NegVQA: Can Vision Language Models Understand Negation?¶
Conference: ACL 2025
Code: https://yuhui-zh15.github.io/NegVQA/
Area: Multimodal VLMs
Keywords: Negation understanding, VQA benchmark, Vision-language models, Scaling trends, Diagnostic evaluation
TL;DR¶
Proposes the NegVQA benchmark (7,379 binary-choice VQA questions) to systematically evaluate the negation understanding capabilities of 20 VLMs, revealing a sharp performance drop across all models (averaging 29.7%) and uncovering a "U-shaped" scaling trend.
Background & Motivation¶
- Negation is a fundamental linguistic phenomenon: A single "not" can completely reverse the meaning of a sentence, such as "Who wrote this book?" \(\rightarrow\) "Who did not write this book?"
- VLMs are deployed in high-risk scenarios: In systems like robotics and embodied AI, the failure of a model to correctly understand negative instructions (e.g., "do not do X") can lead to dangerous actions contrary to user intent.
- Existing VQA datasets are almost exclusively affirmative: Current benchmarks do not systematically test negation understanding, lacking targeted diagnostic tools.
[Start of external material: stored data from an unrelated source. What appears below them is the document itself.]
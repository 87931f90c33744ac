//! # Dining Table Repository
//!
//! Read access for dining tables.

use sqlx::SqlitePool;

use crate::error::{DbError, DbResult};
use fonda_core::{DiningTable, TableState};

/// Repository for dining table reads.
#[derive(Debug, Clone)]
pub struct TableRepository {
    pool: SqlitePool,
}

impl TableRepository {
    /// Creates a new TableRepository.
    pub fn new(pool: SqlitePool) -> Self {
        TableRepository { pool }
    }

    /// Gets a table by ID.
    pub async fn get_by_id(&self, id: &str) -> DbResult<DiningTable> {
        sqlx::query_as::<_, DiningTable>(
            "SELECT id, number, state FROM dining_tables WHERE id = ?1",
        )
        .bind(id)
        .fetch_optional(&self.pool)
        .await?
        .ok_or_else(|| DbError::not_found("Table", id))
    }

    /// Gets a table by its public number.
    pub async fn get_by_number(&self, number: i64) -> DbResult<DiningTable> {
        sqlx::query_as::<_, DiningTable>(
            "SELECT id, number, state FROM dining_tables WHERE number = ?1",
        )
        .bind(number)
        .fetch_optional(&self.pool)
        .await?
        .ok_or_else(|| DbError::not_found("Table", number.to_string()))
    }

    /// Lists all tables sorted by number.
    pub async fn list(&self) -> DbResult<Vec<DiningTable>> {
        Ok(sqlx::query_as::<_, DiningTable>(
            "SELECT id, number, state FROM dining_tables ORDER BY number",
        )
        .fetch_all(&self.pool)
        .await?)
    }

    /// Lists tables in the given state, sorted by number.
    pub async fn list_by_state(&self, state: TableState) -> DbResult<Vec<DiningTable>> {
        Ok(sqlx::query_as::<_, DiningTable>(
            "SELECT id, number, state FROM dining_tables WHERE state = ?1 ORDER BY number",
        )
        .bind(state)
        .fetch_all(&self.pool)
        .await?)
    }
}
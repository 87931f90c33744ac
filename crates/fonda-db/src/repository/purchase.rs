//! # Purchase Repository
//!
//! Read access for purchases and purchase lines.

use chrono::{DateTime, Utc};
use sqlx::SqlitePool;

use crate::error::{DbError, DbResult};
use fonda_core::{Purchase, PurchaseLine};

/// Repository for purchase reads and listings.
#[derive(Debug, Clone)]
pub struct PurchaseRepository {
    pool: SqlitePool,
}

const PURCHASE_COLUMNS: &str = "id, supplier, date, total";

const LINE_COLUMNS: &str = "id, purchase_id, product_id, quantity, unit_cost, subtotal";

impl PurchaseRepository {
    /// Creates a new PurchaseRepository.
    pub fn new(pool: SqlitePool) -> Self {
        PurchaseRepository { pool }
    }

    /// Gets a purchase by ID.
    pub async fn get_by_id(&self, id: &str) -> DbResult<Purchase> {
        let sql = format!("SELECT {PURCHASE_COLUMNS} FROM purchases WHERE id = ?1");

        sqlx::query_as::<_, Purchase>(&sql)
            .bind(id)
            .fetch_optional(&self.pool)
            .await?
            .ok_or_else(|| DbError::not_found("Purchase", id))
    }

    /// Returns the lines of a purchase.
    pub async fn lines(&self, purchase_id: &str) -> DbResult<Vec<PurchaseLine>> {
        let sql =
            format!("SELECT {LINE_COLUMNS} FROM purchase_lines WHERE purchase_id = ?1 ORDER BY id");

        Ok(sqlx::query_as::<_, PurchaseLine>(&sql)
            .bind(purchase_id)
            .fetch_all(&self.pool)
            .await?)
    }

    /// Lists purchases, newest first.
    pub async fn list(&self) -> DbResult<Vec<Purchase>> {
        let sql = format!("SELECT {PURCHASE_COLUMNS} FROM purchases ORDER BY date DESC");

        Ok(sqlx::query_as::<_, Purchase>(&sql).fetch_all(&self.pool).await?)
    }

    /// Lists purchases from one supplier, newest first.
    ///
    /// Matching is exact on the stored supplier name.
    pub async fn list_by_supplier(&self, supplier: &str) -> DbResult<Vec<Purchase>> {
        let sql = format!(
            "SELECT {PURCHASE_COLUMNS} FROM purchases WHERE supplier = ?1 ORDER BY date DESC"
        );

        Ok(sqlx::query_as::<_, Purchase>(&sql)
            .bind(supplier)
            .fetch_all(&self.pool)
            .await?)
    }

    /// Lists purchases dated within `[from, to)`, newest first.
    pub async fn list_by_date_range(
        &self,
        from: DateTime<Utc>,
        to: DateTime<Utc>,
    ) -> DbResult<Vec<Purchase>> {
        let sql = format!(
            "SELECT {PURCHASE_COLUMNS} FROM purchases \
             WHERE date >= ?1 AND date < ?2 ORDER BY date DESC"
        );

        Ok(sqlx::query_as::<_, Purchase>(&sql)
            .bind(from)
            .bind(to)
            .fetch_all(&self.pool)
            .await?)
    }
}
- Prior research exists on the text side, but the vision side remains blank: Previous works primarily evaluate the negation capabilities of LLMs and CLIP, leaving a gap in systematic evaluations for generative VLMs.
Method¶
1. Data Construction Pipeline¶
NegVQA is built upon VMCBench (a multiple-choice VQA benchmark) and involves two core steps:
Step 1: Negation Question Generation
Uses GPT-4o to transform original questions into their negated versions while retaining syntactic structure and semantics. For each original question, the LLM determines if it is negatable (e.g., "Find the value of x" cannot be meaningfully negated), ultimately filtering out 7,379 questions from an initial pool of 9,018. Human verification on 100 samples shows a conversion accuracy of 97%.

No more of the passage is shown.